• [Problem statement]: From the entries below, give the number of lines where the word "usize" occurs, and nothing else.

##### Given records #####

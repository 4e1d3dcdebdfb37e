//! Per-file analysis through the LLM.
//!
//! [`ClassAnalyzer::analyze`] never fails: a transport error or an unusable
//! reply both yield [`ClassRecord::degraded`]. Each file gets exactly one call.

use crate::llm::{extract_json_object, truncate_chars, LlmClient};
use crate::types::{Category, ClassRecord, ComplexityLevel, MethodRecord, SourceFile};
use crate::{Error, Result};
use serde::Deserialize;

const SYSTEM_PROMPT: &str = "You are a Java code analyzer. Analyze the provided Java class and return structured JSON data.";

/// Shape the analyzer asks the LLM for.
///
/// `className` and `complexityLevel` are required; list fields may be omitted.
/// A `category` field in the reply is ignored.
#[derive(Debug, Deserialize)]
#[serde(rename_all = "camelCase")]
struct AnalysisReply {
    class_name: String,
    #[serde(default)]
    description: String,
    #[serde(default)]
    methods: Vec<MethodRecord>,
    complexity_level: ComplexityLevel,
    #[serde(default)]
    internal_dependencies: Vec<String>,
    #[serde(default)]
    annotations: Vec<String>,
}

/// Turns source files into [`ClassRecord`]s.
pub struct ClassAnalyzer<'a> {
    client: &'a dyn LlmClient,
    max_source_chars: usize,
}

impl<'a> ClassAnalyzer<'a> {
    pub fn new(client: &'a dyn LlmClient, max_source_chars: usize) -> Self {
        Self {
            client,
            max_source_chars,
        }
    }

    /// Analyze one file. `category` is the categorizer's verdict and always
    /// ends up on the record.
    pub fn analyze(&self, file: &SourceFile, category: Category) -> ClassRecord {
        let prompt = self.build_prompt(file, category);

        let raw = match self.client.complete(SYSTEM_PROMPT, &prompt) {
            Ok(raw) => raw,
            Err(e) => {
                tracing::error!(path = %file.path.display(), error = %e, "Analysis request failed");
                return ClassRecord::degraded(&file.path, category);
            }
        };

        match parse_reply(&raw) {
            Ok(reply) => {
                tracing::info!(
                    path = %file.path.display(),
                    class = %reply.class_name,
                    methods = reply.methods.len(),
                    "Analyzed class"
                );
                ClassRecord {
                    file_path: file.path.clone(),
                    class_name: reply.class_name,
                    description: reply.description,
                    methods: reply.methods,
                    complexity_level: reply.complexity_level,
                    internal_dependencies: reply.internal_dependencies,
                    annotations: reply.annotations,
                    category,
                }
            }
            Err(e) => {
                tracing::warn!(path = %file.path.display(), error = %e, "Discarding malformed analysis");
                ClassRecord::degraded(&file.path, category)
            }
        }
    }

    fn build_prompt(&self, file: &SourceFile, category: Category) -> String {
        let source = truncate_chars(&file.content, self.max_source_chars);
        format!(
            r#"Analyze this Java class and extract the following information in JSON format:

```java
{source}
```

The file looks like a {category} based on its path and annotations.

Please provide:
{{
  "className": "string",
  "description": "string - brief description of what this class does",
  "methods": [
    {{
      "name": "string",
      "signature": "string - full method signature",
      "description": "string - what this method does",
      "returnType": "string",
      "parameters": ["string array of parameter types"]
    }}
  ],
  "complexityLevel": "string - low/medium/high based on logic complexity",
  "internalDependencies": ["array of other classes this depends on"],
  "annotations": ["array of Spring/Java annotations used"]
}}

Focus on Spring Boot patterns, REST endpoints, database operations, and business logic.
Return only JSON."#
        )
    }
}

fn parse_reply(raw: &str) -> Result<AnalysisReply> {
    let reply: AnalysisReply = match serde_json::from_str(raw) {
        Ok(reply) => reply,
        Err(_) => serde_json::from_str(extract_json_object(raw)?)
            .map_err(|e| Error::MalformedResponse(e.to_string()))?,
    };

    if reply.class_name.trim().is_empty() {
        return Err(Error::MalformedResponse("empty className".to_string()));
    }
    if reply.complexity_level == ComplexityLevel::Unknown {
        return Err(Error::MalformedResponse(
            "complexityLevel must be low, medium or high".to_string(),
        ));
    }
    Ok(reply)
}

#####
##### Given records #####

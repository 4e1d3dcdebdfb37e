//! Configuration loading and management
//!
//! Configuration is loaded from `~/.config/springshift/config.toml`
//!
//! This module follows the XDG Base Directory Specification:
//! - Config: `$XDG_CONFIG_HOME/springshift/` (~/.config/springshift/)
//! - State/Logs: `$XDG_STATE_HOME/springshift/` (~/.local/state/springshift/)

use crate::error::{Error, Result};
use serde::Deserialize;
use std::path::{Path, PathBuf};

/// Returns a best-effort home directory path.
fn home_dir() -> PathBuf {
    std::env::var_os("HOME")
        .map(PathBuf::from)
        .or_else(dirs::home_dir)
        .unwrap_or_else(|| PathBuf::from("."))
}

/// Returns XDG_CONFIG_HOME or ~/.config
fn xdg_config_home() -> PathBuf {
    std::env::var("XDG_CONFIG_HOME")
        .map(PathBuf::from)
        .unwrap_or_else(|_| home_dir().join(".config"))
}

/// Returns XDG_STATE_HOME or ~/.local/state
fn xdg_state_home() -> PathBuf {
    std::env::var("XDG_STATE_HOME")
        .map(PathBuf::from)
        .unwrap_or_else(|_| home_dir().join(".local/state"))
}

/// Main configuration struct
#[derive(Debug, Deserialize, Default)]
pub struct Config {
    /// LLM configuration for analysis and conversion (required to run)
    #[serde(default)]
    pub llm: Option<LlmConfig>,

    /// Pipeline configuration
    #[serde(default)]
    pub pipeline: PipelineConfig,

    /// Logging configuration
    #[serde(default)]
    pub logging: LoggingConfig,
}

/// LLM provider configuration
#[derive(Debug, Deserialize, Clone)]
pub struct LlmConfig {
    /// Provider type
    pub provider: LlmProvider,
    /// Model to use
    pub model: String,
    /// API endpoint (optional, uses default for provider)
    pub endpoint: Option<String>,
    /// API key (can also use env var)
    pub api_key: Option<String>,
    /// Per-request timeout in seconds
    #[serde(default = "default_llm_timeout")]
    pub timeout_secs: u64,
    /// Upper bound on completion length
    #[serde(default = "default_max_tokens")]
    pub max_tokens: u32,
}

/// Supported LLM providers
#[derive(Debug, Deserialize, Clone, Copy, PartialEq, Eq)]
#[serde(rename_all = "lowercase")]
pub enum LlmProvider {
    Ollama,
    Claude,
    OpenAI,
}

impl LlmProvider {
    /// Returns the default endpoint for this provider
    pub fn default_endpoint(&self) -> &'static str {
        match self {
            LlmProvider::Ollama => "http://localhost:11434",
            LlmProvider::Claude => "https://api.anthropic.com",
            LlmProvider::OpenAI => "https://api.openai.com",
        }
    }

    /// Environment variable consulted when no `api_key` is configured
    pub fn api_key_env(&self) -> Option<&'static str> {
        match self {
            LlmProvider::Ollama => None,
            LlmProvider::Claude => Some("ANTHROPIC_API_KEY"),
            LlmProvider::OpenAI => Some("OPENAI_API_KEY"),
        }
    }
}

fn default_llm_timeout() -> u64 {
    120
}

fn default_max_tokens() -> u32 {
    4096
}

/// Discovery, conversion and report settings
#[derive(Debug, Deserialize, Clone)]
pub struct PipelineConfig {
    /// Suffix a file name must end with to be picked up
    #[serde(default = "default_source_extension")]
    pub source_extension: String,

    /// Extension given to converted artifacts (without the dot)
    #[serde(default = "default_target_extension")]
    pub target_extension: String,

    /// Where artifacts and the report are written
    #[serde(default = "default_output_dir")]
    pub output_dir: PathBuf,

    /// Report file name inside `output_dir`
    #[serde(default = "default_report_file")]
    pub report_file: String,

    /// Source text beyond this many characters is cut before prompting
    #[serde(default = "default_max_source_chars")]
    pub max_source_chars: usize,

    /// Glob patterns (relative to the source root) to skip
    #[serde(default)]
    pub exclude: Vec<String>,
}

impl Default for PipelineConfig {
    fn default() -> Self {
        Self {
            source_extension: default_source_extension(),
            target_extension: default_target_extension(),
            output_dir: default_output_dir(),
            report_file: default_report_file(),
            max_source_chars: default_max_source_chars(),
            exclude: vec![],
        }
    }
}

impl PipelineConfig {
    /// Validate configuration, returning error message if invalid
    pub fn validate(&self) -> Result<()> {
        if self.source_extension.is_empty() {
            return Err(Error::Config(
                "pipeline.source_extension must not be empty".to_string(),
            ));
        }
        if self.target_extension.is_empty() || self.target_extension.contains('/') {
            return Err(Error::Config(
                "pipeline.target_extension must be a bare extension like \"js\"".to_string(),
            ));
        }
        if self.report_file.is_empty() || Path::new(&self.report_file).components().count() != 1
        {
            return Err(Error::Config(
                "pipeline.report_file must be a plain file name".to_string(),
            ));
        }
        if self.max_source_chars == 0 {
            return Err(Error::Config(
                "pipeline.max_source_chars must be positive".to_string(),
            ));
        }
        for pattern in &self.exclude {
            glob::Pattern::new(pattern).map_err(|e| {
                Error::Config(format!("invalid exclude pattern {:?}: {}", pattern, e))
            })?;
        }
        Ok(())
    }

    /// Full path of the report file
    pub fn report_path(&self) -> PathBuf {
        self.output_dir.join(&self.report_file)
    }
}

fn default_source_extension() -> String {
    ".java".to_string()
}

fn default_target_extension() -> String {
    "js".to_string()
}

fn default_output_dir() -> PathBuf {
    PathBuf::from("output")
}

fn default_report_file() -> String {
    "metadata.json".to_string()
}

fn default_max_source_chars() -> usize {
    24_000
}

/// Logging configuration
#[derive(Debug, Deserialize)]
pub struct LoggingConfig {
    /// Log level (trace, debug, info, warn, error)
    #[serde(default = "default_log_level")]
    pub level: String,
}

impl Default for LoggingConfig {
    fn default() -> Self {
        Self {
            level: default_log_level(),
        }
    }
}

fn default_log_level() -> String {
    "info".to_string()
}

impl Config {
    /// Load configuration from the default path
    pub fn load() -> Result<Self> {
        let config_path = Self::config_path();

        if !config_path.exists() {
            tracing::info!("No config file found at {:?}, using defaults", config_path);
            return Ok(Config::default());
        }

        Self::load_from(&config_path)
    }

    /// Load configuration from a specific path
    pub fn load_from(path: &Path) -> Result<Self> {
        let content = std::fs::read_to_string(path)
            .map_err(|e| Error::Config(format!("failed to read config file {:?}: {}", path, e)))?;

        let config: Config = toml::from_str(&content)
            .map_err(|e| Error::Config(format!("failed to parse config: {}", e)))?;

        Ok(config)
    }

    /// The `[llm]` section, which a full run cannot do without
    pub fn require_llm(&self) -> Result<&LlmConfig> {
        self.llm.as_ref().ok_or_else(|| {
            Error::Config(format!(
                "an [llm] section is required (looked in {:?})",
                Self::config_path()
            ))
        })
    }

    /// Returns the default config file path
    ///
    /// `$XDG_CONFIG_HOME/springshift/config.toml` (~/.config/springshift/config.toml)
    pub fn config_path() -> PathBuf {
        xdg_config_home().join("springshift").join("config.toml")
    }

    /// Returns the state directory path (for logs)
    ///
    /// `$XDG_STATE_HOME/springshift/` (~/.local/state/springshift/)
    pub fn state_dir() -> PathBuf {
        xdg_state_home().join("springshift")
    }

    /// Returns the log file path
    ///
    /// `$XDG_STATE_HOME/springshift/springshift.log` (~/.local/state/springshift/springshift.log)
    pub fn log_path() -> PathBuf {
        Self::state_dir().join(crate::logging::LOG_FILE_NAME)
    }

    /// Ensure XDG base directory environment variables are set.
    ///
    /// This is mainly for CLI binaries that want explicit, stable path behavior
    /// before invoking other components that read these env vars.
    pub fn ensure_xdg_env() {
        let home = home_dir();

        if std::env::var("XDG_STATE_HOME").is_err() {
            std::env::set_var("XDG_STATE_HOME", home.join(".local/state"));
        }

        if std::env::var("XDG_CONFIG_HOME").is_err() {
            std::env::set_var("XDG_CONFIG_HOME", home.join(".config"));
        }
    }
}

#####

• [Exercise result]: 4